[[ Available records open ]]

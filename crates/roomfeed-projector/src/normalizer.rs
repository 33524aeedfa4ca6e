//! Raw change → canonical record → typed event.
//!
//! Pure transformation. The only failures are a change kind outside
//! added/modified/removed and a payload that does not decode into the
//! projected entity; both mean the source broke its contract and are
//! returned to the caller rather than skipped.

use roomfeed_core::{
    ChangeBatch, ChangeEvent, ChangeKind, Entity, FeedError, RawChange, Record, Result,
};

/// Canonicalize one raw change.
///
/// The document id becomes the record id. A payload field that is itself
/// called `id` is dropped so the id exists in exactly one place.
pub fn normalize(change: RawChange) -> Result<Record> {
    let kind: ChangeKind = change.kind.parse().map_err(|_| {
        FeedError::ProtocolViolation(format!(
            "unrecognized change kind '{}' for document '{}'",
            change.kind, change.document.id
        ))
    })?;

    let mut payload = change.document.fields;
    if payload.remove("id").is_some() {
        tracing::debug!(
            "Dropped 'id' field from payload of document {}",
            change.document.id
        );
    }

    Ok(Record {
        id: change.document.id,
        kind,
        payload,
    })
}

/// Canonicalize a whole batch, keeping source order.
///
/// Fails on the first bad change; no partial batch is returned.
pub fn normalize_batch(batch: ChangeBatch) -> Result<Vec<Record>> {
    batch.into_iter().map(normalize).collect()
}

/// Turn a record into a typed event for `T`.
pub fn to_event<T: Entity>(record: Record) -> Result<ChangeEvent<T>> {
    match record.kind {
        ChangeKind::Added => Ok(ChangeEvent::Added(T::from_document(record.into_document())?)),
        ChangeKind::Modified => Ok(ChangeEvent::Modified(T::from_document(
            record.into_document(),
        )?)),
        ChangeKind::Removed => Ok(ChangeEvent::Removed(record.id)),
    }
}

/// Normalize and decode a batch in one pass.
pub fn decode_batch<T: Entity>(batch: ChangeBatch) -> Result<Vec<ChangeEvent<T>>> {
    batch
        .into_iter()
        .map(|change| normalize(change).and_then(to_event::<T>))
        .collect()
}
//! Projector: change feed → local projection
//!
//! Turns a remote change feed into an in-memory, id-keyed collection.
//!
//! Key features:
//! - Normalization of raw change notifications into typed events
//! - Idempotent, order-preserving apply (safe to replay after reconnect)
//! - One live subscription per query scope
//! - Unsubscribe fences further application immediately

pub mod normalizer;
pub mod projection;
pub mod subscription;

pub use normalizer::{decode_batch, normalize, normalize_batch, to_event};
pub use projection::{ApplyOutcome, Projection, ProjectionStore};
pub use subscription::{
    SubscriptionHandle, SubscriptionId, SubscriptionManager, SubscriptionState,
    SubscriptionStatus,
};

[[ Available records closed ]]

_Task goal_
Which lines above contain the word "ChangeEvent"? List them.

_Written response_
    ChangeBatch, ChangeEvent, ChangeKind, Entity, FeedError, RawChange, Record, Result,
pub fn to_event<T: Entity>(record: Record) -> Result<ChangeEvent<T>> {
        ChangeKind::Added => Ok(ChangeEvent::Added(T::from_document(record.into_document())?)),
        ChangeKind::Modified => Ok(ChangeEvent::Modified(T::from_document(
        ChangeKind::Removed => Ok(ChangeEvent::Removed(record.id)),
pub fn decode_batch<T: Entity>(batch: ChangeBatch) -> Result<Vec<ChangeEvent<T>>> {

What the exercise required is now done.